» **Saved entries**
....

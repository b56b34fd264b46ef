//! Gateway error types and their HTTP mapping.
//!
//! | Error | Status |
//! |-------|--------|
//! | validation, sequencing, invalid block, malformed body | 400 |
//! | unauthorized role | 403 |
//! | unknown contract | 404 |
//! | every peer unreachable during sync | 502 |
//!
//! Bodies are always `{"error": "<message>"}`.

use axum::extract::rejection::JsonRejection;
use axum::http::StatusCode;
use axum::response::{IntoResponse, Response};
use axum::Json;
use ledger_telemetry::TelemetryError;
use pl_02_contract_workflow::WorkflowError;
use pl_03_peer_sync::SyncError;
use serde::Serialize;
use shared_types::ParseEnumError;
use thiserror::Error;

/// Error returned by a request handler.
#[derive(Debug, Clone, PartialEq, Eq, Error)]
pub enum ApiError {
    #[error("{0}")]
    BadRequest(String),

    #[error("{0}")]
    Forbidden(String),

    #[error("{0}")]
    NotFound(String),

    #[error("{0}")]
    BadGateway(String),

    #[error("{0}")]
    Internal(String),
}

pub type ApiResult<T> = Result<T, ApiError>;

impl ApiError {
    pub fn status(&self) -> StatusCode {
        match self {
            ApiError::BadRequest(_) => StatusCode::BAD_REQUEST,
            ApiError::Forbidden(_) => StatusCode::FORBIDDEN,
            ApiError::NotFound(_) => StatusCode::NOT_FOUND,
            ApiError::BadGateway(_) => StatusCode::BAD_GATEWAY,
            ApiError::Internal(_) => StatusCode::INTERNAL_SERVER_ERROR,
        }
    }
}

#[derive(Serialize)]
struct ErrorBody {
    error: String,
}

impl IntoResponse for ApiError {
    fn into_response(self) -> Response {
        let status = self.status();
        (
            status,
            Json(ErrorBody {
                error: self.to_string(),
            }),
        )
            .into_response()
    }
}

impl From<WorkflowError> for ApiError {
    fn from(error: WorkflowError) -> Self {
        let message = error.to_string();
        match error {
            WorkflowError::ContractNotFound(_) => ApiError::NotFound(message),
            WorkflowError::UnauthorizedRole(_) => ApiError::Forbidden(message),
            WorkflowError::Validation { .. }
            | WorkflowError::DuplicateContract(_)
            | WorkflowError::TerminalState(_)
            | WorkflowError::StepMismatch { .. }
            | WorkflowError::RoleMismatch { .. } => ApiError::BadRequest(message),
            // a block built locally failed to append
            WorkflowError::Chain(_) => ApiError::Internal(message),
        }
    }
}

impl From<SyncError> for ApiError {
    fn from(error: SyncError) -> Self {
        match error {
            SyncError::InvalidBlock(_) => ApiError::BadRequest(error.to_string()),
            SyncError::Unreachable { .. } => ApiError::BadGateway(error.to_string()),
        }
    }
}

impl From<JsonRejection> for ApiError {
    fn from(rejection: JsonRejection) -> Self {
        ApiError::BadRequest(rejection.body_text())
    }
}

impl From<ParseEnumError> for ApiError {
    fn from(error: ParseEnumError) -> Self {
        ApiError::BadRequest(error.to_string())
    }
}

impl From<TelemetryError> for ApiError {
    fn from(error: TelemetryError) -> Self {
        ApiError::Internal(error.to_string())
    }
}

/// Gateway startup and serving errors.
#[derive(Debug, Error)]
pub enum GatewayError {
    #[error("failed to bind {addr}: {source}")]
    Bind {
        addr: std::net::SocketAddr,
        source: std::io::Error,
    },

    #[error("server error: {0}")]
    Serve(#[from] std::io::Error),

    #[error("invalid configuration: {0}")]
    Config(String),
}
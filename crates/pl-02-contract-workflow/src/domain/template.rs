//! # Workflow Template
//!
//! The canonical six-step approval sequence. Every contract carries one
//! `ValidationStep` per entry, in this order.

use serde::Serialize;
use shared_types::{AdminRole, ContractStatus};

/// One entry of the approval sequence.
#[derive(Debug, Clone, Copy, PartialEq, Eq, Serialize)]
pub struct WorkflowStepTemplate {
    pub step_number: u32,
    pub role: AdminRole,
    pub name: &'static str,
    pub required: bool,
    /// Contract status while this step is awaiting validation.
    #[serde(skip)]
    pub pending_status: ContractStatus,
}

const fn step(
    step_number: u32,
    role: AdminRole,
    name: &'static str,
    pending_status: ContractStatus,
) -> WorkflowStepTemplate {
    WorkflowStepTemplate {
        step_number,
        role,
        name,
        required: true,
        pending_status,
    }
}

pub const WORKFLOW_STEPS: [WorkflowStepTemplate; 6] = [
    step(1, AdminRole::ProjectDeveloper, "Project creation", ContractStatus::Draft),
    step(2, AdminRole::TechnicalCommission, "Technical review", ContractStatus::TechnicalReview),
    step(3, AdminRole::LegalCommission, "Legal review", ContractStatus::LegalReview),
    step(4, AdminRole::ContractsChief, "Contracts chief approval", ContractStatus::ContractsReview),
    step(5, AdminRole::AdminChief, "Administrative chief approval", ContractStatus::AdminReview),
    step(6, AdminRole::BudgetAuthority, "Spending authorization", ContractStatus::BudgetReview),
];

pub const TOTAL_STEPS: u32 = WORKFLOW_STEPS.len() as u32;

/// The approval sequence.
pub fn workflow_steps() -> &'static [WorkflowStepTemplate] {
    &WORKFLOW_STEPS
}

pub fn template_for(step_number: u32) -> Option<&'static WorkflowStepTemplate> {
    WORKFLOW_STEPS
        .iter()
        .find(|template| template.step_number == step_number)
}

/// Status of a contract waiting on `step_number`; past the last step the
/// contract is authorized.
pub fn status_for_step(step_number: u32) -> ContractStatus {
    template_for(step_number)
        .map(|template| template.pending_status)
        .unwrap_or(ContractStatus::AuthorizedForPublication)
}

....

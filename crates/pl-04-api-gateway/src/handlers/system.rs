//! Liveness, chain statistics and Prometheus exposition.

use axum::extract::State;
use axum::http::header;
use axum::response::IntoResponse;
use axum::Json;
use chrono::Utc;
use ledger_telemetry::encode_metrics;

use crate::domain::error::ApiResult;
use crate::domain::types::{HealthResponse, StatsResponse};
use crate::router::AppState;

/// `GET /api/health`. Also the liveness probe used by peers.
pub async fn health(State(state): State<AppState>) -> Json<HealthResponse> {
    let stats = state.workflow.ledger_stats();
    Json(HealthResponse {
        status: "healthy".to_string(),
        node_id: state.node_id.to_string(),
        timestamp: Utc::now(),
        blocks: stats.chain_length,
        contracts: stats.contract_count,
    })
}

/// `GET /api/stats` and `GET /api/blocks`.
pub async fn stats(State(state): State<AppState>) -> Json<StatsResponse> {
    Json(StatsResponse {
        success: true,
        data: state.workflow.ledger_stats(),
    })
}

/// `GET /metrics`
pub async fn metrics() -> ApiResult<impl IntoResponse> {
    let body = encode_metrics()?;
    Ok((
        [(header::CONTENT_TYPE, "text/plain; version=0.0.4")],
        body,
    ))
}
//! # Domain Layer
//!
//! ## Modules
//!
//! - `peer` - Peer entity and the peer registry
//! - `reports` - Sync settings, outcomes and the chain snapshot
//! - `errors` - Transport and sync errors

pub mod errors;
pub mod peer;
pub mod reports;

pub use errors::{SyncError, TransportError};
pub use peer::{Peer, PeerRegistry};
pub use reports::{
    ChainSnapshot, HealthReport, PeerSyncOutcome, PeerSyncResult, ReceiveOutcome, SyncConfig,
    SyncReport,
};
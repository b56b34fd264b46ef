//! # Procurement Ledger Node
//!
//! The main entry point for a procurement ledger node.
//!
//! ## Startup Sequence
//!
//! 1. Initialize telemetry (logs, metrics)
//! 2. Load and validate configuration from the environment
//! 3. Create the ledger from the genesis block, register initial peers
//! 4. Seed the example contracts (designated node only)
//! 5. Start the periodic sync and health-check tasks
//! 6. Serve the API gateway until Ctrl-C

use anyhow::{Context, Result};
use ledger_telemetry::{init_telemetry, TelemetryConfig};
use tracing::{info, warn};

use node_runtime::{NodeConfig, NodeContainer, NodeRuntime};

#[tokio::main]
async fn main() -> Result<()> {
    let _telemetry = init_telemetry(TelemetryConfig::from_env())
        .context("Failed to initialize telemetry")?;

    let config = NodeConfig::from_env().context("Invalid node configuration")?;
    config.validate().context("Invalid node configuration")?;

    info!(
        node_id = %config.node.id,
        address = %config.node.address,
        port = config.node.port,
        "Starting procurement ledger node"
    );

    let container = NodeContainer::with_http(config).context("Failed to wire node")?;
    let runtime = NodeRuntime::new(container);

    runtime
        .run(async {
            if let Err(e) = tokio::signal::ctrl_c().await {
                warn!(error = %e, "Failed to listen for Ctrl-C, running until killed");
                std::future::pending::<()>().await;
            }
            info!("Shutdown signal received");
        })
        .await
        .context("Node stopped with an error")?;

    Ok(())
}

....

» **Exercise**
Search the records line by line for the word "Clone" and copy every line where it appears.

» **Solved exercise**
#[derive(Debug, Clone, PartialEq, Eq, Error)]
#[derive(Debug, Clone, Copy, PartialEq, Eq, Serialize)]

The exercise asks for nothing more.